What he didn’t say was that the BBC also has a political policy: they want more centralisation, fewer local administrative peculiarities, less postcode lotteries. Listen to the tenor of the questions, and you will see what I mean.
I read this, I remember, when I happened to be listening to a feature on Woman’s Hour about the drawbacks of people not displaying the number of their homes clearly on their front doors (ambulances delayed, post lost, etc).
All the interviewer could think to ask about this, no doubt, intractable issue was: “When will the government legislate”?
I was thinking about this when I read the recent story about the government’s Key Worker Housing Scheme, which – despite a budget of £725 million – has led to a situation in London where a third of key worker housing is standing empty, half of it for more than three months.
It struck me that that those of us on the side of localism in the debate – if it can be glorified with that title – tend to be pretty defensive.

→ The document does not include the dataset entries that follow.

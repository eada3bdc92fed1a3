use std::collections::BTreeMap;

use serde::Serialize;
use serde_json::Value;

use super::{Criteria, Document};
use crate::db::DocumentStore;
use crate::enumerable::{
    self, introspection_name, Callback, EnumAttribute, EnumField, Enumerable, EnumerableError,
    Transition,
};

/// A document model type.
///
/// A `Model` plays the part of a model class: it owns the declared fields,
/// the generated instance members (mutators and predicates), the generated
/// scopes and the named callbacks hooks can refer to. Nothing is shared
/// between models, so two models declaring the same values stay independent.
#[derive(Debug, Clone)]
pub struct Model {
    name: String,
    collection: String,
    /// Enclosing models, root first.
    ancestors: Vec<String>,
    /// Known subclasses at any depth.
    descendants: Vec<String>,
    fields: Vec<FieldDeclaration>,
    members: BTreeMap<String, Member>,
    scopes: BTreeMap<String, Scope>,
    callbacks: BTreeMap<String, Callback>,
    enumerables: Vec<EnumAttribute>,
}

/// A persisted field with its default value.
#[derive(Debug, Clone, PartialEq, Serialize)]
pub struct FieldDeclaration {
    pub name: String,
    pub default: Value,
}

#[derive(Debug, Clone, Copy, PartialEq, Eq, Serialize)]
#[serde(rename_all = "snake_case")]
pub enum MemberKind {
    Mutator,
    Predicate,
}

/// A generated instance member bound to one value of one field.
#[derive(Debug, Clone, PartialEq, Eq, Serialize)]
pub struct Member {
    pub kind: MemberKind,
    pub field: String,
    pub value: String,
}

impl Member {
    pub fn new(kind: MemberKind, field: &str, value: &str) -> Self {
        Self {
            kind,
            field: field.to_string(),
            value: value.to_string(),
        }
    }
}

/// A generated scope: documents whose `field` equals `value`.
#[derive(Debug, Clone, PartialEq, Eq, Serialize)]
pub struct Scope {
    pub field: String,
    pub value: String,
}

impl Scope {
    pub fn new(field: &str, value: &str) -> Self {
        Self {
            field: field.to_string(),
            value: value.to_string(),
        }
    }
}

/// Result of invoking a member by name.
#[derive(Debug, Clone, PartialEq, Eq, Serialize)]
#[serde(untagged)]
pub enum MemberOutput {
    Predicate(bool),
    Transition(Transition),
}

impl Model {
    /// Create a model stored in the default collection for `name`.
    pub fn new(name: impl Into<String>) -> Self {
        let name = name.into();
        let collection = default_collection(&name);
        Self {
            name,
            collection,
            ancestors: Vec::new(),
            descendants: Vec::new(),
            fields: Vec::new(),
            members: BTreeMap::new(),
            scopes: BTreeMap::new(),
            callbacks: BTreeMap::new(),
            enumerables: Vec::new(),
        }
    }

    pub fn with_collection(mut self, collection: impl Into<String>) -> Self {
        self.collection = collection.into();
        self
    }

    pub fn name(&self) -> &str {
        &self.name
    }

    pub fn collection(&self) -> &str {
        &self.collection
    }

    pub fn parent(&self) -> Option<&str> {
        self.ancestors.last().map(String::as_str)
    }

    pub fn ancestors(&self) -> &[String] {
        &self.ancestors
    }

    pub fn descendants(&self) -> &[String] {
        &self.descendants
    }

    /// Derive a model sharing this model's collection and declarations.
    ///
    /// Declarations made on the subclass afterwards are not visible to the
    /// parent, and scopes called on the subclass are bound to the subclass
    /// and its own subclasses. The parent only learns about the new model
    /// through [`Model::add_descendant`], which [`super::ModelRegistry`]
    /// calls on registration.
    pub fn subclass(&self, name: impl Into<String>) -> Self {
        let mut model = self.clone();
        model.name = name.into();
        model.ancestors.push(self.name.clone());
        model.descendants.clear();
        model
    }

    /// Record `name` as a subclass whose documents this model's scopes return.
    pub fn add_descendant(&mut self, name: impl Into<String>) {
        let name = name.into();
        if name != self.name && !self.descendants.contains(&name) {
            self.descendants.push(name);
        }
    }

    /// Whether `document` is an instance of this model or of a known subclass.
    pub fn owns(&self, document: &Document) -> bool {
        document.collection == self.collection
            && (document.model == self.name || self.descendants.contains(&document.model))
    }

    // ============================================================
    // Declarations
    // ============================================================

    /// Declare an enumerated attribute and generate its members and scopes.
    pub fn enumerable(&mut self, declaration: Enumerable) -> Result<(), EnumerableError> {
        enumerable::install(self, declaration)
    }

    /// Define a named callback that hooks can refer to.
    pub fn define_callback(&mut self, name: impl Into<String>, callback: Callback) -> &mut Self {
        self.callbacks.insert(name.into(), callback);
        self
    }

    pub fn callback(&self, name: &str) -> Option<&Callback> {
        self.callbacks.get(name)
    }

    pub fn fields(&self) -> &[FieldDeclaration] {
        &self.fields
    }

    pub fn declares_field(&self, name: &str) -> bool {
        self.fields.iter().any(|f| f.name == name)
    }

    pub(crate) fn declare_field(&mut self, field: FieldDeclaration) {
        self.fields.push(field);
    }

    pub(crate) fn insert_member(&mut self, name: String, member: Member) {
        self.members.insert(name, member);
    }

    pub(crate) fn insert_scope(&mut self, name: String, scope: Scope) {
        self.scopes.insert(name, scope);
    }

    pub(crate) fn push_enumerable(&mut self, attr: EnumAttribute) {
        self.enumerables.push(attr);
    }

    // ============================================================
    // Typed access
    // ============================================================

    pub fn enum_field(&self, field: &str) -> Option<EnumField<'_>> {
        self.enumerables
            .iter()
            .find(|attr| attr.field == field)
            .map(|attr| EnumField::new(self, attr))
    }

    pub fn enum_fields(&self) -> impl Iterator<Item = EnumField<'_>> {
        self.enumerables
            .iter()
            .map(move |attr| EnumField::new(self, attr))
    }

    /// A new, unsaved document with every declared default applied.
    pub fn new_document(&self) -> Document {
        let mut document = Document::new(self.name.as_str(), self.collection.as_str());
        for field in &self.fields {
            document.set(field.name.as_str(), field.default.clone());
        }
        document
    }

    /// An unfiltered criteria over this model's documents.
    ///
    /// A subclass is narrowed to itself and its descendants; a root model
    /// sees its whole collection.
    pub fn criteria(&self) -> Criteria {
        let criteria = Criteria::new(self.name.as_str(), self.collection.as_str());
        if self.ancestors.is_empty() {
            return criteria;
        }
        let types = std::iter::once(&self.name)
            .chain(&self.descendants)
            .cloned()
            .collect();
        criteria.with_types(types)
    }

    // ============================================================
    // Access by name
    // ============================================================

    /// Whether documents of this model have an instance member called `name`.
    pub fn responds_to(&self, name: &str) -> bool {
        self.members.contains_key(name)
    }

    /// Whether the model itself answers to `name`, either as a scope or as
    /// an `all_<field>` accessor.
    pub fn defines_class_member(&self, name: &str) -> bool {
        self.scopes.contains_key(name) || self.introspect(name).is_some()
    }

    pub fn members(&self) -> impl Iterator<Item = (&str, &Member)> {
        self.members.iter().map(|(name, member)| (name.as_str(), member))
    }

    pub fn scopes(&self) -> impl Iterator<Item = (&str, &Scope)> {
        self.scopes.iter().map(|(name, scope)| (name.as_str(), scope))
    }

    /// Run the scope called `name`.
    pub fn scope(&self, name: &str) -> Option<Criteria> {
        self.scopes.get(name).map(|scope| {
            self.criteria()
                .where_eq(scope.field.as_str(), scope.value.as_str())
        })
    }

    /// Values of the `all_<field>` accessor called `name`.
    pub fn introspect(&self, name: &str) -> Option<&[String]> {
        self.enumerables
            .iter()
            .find(|attr| introspection_name(&attr.field) == name)
            .map(|attr| attr.values.as_slice())
    }

    /// Invoke the instance member called `name` on `document`.
    pub fn call<S>(
        &self,
        store: &S,
        document: &mut Document,
        name: &str,
    ) -> Result<MemberOutput, EnumerableError>
    where
        S: DocumentStore + ?Sized,
    {
        let undefined = || EnumerableError::UndefinedMember {
            model: self.name.clone(),
            name: name.to_string(),
        };
        let member = self.members.get(name).ok_or_else(undefined)?;
        let field = self.enum_field(&member.field).ok_or_else(undefined)?;

        match member.kind {
            MemberKind::Predicate => Ok(MemberOutput::Predicate(
                field.is(document, &member.value),
            )),
            MemberKind::Mutator => field
                .set(store, document, &member.value)
                .map(MemberOutput::Transition),
        }
    }
}

/// `Build` -> `builds`, `TaskRun` -> `task_runs`.
fn default_collection(name: &str) -> String {
    let mut collection = String::with_capacity(name.len() + 1);
    for (i, c) in name.chars().enumerate() {
        if c.is_uppercase() {
            if i > 0 {
                collection.push('_');
            }
            collection.extend(c.to_lowercase());
        } else {
            collection.push(c);
        }
    }
    if !collection.ends_with('s') {
        collection.push('s');
    }
    collection
}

We are apologetic in the face of opinion-formers like the BBC – a more than subtle pressure in favour of accepted thinking – with their accusations of ‘postcode lotteries’. We are quick to accept that local control will mean some inefficiencies, and some mistakes. We talk earnestly among ourselves about the difficulties of answering these problems in the localism credo.
Yet it really should be the other way around. It is absolutely inconceivable that a local authority, however inefficient, would leave a third of the key worker homes it was responsible for empty. Only a central government agency can mess up on that scale.
You don’t have to dig out statistics about the Child Support Agency – now costing more than it raises – to prove this. Because a generation ago, oddly enough, most of us would take the inefficiency of big agencies for granted.
Then, we had seen the astonishing inefficiencies of a large centralised military machine. We might have done national service, and suffered from it at first hand.
Yet now, half a century since the end of national service, we have bought the big lie: that somehow the occasional efficiencies of scale can always outweigh the attention to detail, the imagination and thrift, of human-scale institutions.
Not only do monster institutions waste money and people, they also suffer from the kind of inefficiencies you get when people’s work is organised to minimise human contact and relationships.
Take giant hospitals, for example, where you never see the same doctor twice. It is no coincidence that the number of deaths caused by medication errors is rising, and this already costs the NHS £500 million a year.
The impact of hospital bugs is even greater. Up to 5,000 people a year die from infections caught in hospitals, and they are now affecting 100,000 people a year at a cost of £1 billion.
The diseconomies of scale are particularly apparent when it is clear that one person in ten who is admitted to a UK hospital now ends up suffering ‘measurable harm’ – whether it is from mistakes, bugs, faulty equipment or drug side-effects. Additional hospital stays as a result are valued at £2 billion a year.
These enormous and preventable costs are a direct result of giantism, of disconnecting staff from patients, of lack of ownership of problems, of alienation and the burden of extra management that enormous institutions entail.
If that is so of institutions like hospitals, it is so in just the same way of administrative ones. Because individual human beings take pride in their work, and respond to other human beings, in a way that administrative or virtual systems can never replicate.
So perhaps we who believe the UK urgently needs a massive dose of decentralisation, before we ever manage to make our public services and administrative systems work, should be a little less defensive about the likely effects.
Of course there will be problems, mistakes and even cruelties. But they will be small ones compared to the gigantic problems, mistakes and cruelties visited upon us by the centralised institutions so beloved of British governments.